Entries taken from a collection:
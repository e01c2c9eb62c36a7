// AppleMarket search results (OpenCart storefront).

use std::collections::HashSet;

use once_cell::sync::Lazy;
use reqwest::Client;
use scraper::{Html, Selector};
use tracing::warn;

use crate::model::{Listing, PriceTag, SourceError};
use crate::sources::{digits, RetailSource, MAX_PAGES};

const BASE_URL: &str = "https://apple-market.ru/index.php";
const SHOP: &str = "AppleMarket";

static CARD_SEL: Lazy<Selector> =
    Lazy::new(|| Selector::parse("li.search-page__results-item article.product").unwrap());
static TITLE_SEL: Lazy<Selector> =
    Lazy::new(|| Selector::parse("h3.product__name a[href]").unwrap());
static PRICE_SEL: Lazy<Selector> =
    Lazy::new(|| Selector::parse("div.product__prices span.product__price").unwrap());

pub struct AppleMarket {
    client: Client,
}

impl AppleMarket {
    /// Expects the insecure client variant: the shop serves a broken
    /// certificate chain.
    pub fn new(client: Client) -> Self {
        Self { client }
    }

    fn parse_page(html: &str) -> Vec<Listing> {
        let document = Html::parse_document(html);
        let mut listings = Vec::new();

        for card in document.select(&CARD_SEL) {
            let Some(title_node) = card.select(&TITLE_SEL).next() else {
                continue;
            };
            let title = title_node.text().collect::<String>().trim().to_string();
            let url = title_node.value().attr("href").unwrap_or("").to_string();

            let Some(price_node) = card.select(&PRICE_SEL).next() else {
                continue;
            };
            let Some(price) = digits(&price_node.text().collect::<String>()) else {
                continue;
            };

            listings.push(Listing::new(SHOP, title, PriceTag::Number(price), url));
        }

        listings
    }
}

#[async_trait::async_trait]
impl RetailSource for AppleMarket {
    fn name(&self) -> &'static str {
        SHOP
    }

    async fn search(&self, query: &str, limit: usize) -> Result<Vec<Listing>, SourceError> {
        let mut results: Vec<Listing> = Vec::new();
        let mut seen: HashSet<String> = HashSet::new();
        let mut page: u32 = 1;

        while results.len() < limit && page <= MAX_PAGES {
            let page_param = page.to_string();
            let response = self
                .client
                .get(BASE_URL)
                .query(&[
                    ("route", "product/search"),
                    ("search", query),
                    ("page", page_param.as_str()),
                ])
                .send()
                .await?;

            if !response.status().is_success() {
                if results.is_empty() {
                    return Err(SourceError::Status(response.status()));
                }
                warn!(shop = SHOP, status = %response.status(), "dropping remaining pages");
                break;
            }

            let body = response.text().await?;
            let cards = Self::parse_page(&body);
            if cards.is_empty() {
                break;
            }

            for card in cards {
                if results.len() >= limit {
                    break;
                }
                if !seen.insert(card.url.clone()) {
                    continue;
                }
                results.push(card);
            }

            page += 1;
        }

        Ok(results)
    }
}
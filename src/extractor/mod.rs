// Extractor module: canonical attributes out of noisy product text.

pub mod dictionaries;
pub mod parse;

pub use parse::{extract, normalize_text};
mod api;
mod cache;
mod config;
mod extractor;
mod matcher;
mod model;
mod query;
mod service;
mod sources;

use std::sync::Arc;
use std::time::Duration;

use tracing::{error, info};

use cache::ResultCache;
use config::load_config;
use service::SearchService;
use sources::client::{build_client, build_insecure_client};
use sources::{AppleGod, AppleMarket, IShop, MacApples, RetailSource, Techmart};

#[tokio::main]
async fn main() {
    // Initialize logging
    tracing_subscriber::fmt::init();

    // Load configuration from file (defaults when absent)
    let config = match load_config("config.json") {
        Ok(cfg) => cfg,
        Err(e) => {
            error!("Config load error: {}", e);
            return;
        }
    };

    let client = match build_client() {
        Ok(c) => c,
        Err(e) => {
            error!("Failed to build HTTP client: {}", e);
            return;
        }
    };
    // apple-market.ru serves a broken certificate chain
    let insecure_client = match build_insecure_client() {
        Ok(c) => c,
        Err(e) => {
            error!("Failed to build HTTP client: {}", e);
            return;
        }
    };

    let sources: Vec<Arc<dyn RetailSource>> = vec![
        Arc::new(AppleMarket::new(insecure_client)),
        Arc::new(AppleGod::new(client.clone())),
        Arc::new(IShop::new(client.clone())),
        Arc::new(MacApples::new(client.clone())),
        Arc::new(Techmart::new(client)),
    ];
    info!("Registered {} retail sources", sources.len());

    let cache = ResultCache::new(
        config.cache_capacity,
        Duration::from_secs(config.cache_ttl_seconds),
    );
    let service = Arc::new(SearchService::new(sources, cache, config.per_source_limit));

    let app = api::router(service);

    let listener = match tokio::net::TcpListener::bind(&config.listen_addr).await {
        Ok(l) => l,
        Err(e) => {
            error!("Failed to bind {}: {}", config.listen_addr, e);
            return;
        }
    };
    info!("Listening on {}", config.listen_addr);

    if let Err(e) = axum::serve(listener, app).await {
        error!("Server error: {}", e);
    }
}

EXERCISE OBJECTIVE: Among the records, find every line with the word "AppleMarket" and copy it.

SOLUTION:
// AppleMarket search results (OpenCart storefront).
const SHOP: &str = "AppleMarket";
pub struct AppleMarket {
impl AppleMarket {
impl RetailSource for AppleMarket {
use sources::{AppleGod, AppleMarket, IShop, MacApples, RetailSource, Techmart};
        Arc::new(AppleMarket::new(insecure_client)),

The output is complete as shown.